* [Work request] Copy out exactly the lines below that run from the one holding "and parent edges." to the one holding "for dep in module.dependencies()", keeping both of those lines and no others.

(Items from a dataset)
+===+

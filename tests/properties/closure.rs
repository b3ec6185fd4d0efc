//! Property tests for the dependency closure.

use std::path::PathBuf;

use proptest::prelude::*;

use modtrim::domain::entities::{DescriptorId, ModuleId, ProjectDescriptor, ProjectModel};
use modtrim::domain::ports::{DescriptorResolver, ModuleRegistry};
use modtrim::DependencyClosureBuilder;

/// A random project: `size` modules, dependency edges and optional parents.
///
/// Parents may form cycles; dependency edges may point anywhere.
#[derive(Debug, Clone)]
pub struct Graph {
    pub size: usize,
    pub edges: Vec<(usize, usize)>,
    pub parents: Vec<Option<usize>>,
}

pub fn graph() -> impl Strategy<Value = Graph> {
    (1usize..12).prop_flat_map(|size| {
        (
            Just(size),
            proptest::collection::vec((0..size, 0..size), 0..size * 2),
            proptest::collection::vec(proptest::option::of(0..size), size),
        )
            .prop_map(|(size, edges, parents)| Graph {
                size,
                edges,
                parents,
            })
    })
}

impl Graph {
    pub fn build(&self) -> (ProjectModel, Vec<ModuleId>) {
        let mut project = ProjectModel::new("/p");
        let ids: Vec<ModuleId> = (0..self.size)
            .map(|i| {
                project.add_module(
                    format!("m{i}"),
                    vec![PathBuf::from(format!("/p/m{i}"))],
                    vec![PathBuf::from(format!("/p/m{i}/test"))],
                )
            })
            .collect();
        for &(from, to) in &self.edges {
            project.add_dependency(ids[from], ids[to]);
        }
        for (i, parent) in self.parents.iter().enumerate() {
            let descriptor = ProjectDescriptor::new(DescriptorId::new(format!("d{i}")))
                .with_parent(parent.map(|p| DescriptorId::new(format!("d{p}"))));
            project.set_descriptor(ids[i], descriptor);
        }
        (project, ids)
    }
}

proptest! {
    #![proptest_config(ProptestConfig {
        cases: 128,
        .. ProptestConfig::default()
    })]

    /// PROPERTY: The closure always contains its seed.
    #[test]
    fn property_closure_contains_seed(g in graph(), pick in any::<prop::sample::Index>()) {
        let (project, ids) = g.build();
        let seed = ids[pick.index(ids.len())];

        let closure = DependencyClosureBuilder::new(&project, &project).build(seed);

        prop_assert!(closure.contains(seed));
    }

    /// PROPERTY: The closure is closed under dependency and parent edges.
    ///
    /// Parent cycles must terminate, which this also exercises.
    #[test]
    fn property_closure_is_closed(g in graph(), pick in any::<prop::sample::Index>()) {
        let (project, ids) = g.build();
        let seed = ids[pick.index(ids.len())];

        let closure = DependencyClosureBuilder::new(&project, &project).build(seed);

        for member in closure.iter() {
            let module = project
                .modules()
                .iter()
                .find(|m| m.id() == member)
                .expect("closure members are registered");
            for dep in module.dependencies() {
                prop_assert!(closure.contains(*dep), "{} -> {} escapes", member, dep);
            }
            if let Some(parent) = project.parent_module(member) {
                prop_assert!(closure.contains(parent), "parent of {} escapes", member);
            }
        }
    }

    /// PROPERTY: Every closure member is reachable from the seed.
    #[test]
    fn property_closure_is_minimal(g in graph(), pick in any::<prop::sample::Index>()) {
        let (project, ids) = g.build();
        let seed_index = pick.index(ids.len());
        let seed = ids[seed_index];

        let closure = DependencyClosureBuilder::new(&project, &project).build(seed);

        let mut reachable = vec![false; g.size];
        reachable[seed_index] = true;
        let mut changed = true;
        while changed {
            changed = false;
            for i in 0..g.size {
                if !reachable[i] {
                    continue;
                }
                let targets = g
                    .edges
                    .iter()
                    .filter(|(from, _)| *from == i)
                    .map(|(_, to)| *to)
                    .chain(g.parents[i]);
                for t in targets {
                    if !reachable[t] {
                        reachable[t] = true;
                        changed = true;
                    }
                }
            }
        }

        for (i, id) in ids.iter().enumerate() {
            prop_assert_eq!(closure.contains(*id), reachable[i], "module m{}", i);
        }
    }
}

+===+

* [Exercise answer]
    /// PROPERTY: The closure is closed under dependency and parent edges.
    ///
    /// Parent cycles must terminate, which this also exercises.
    #[test]
    fn property_closure_is_closed(g in graph(), pick in any::<prop::sample::Index>()) {
        let (project, ids) = g.build();
        let seed = ids[pick.index(ids.len())];

        let closure = DependencyClosureBuilder::new(&project, &project).build(seed);

        for member in closure.iter() {
            let module = project
                .modules()
                .iter()
                .find(|m| m.id() == member)
                .expect("closure members are registered");
            for dep in module.dependencies() {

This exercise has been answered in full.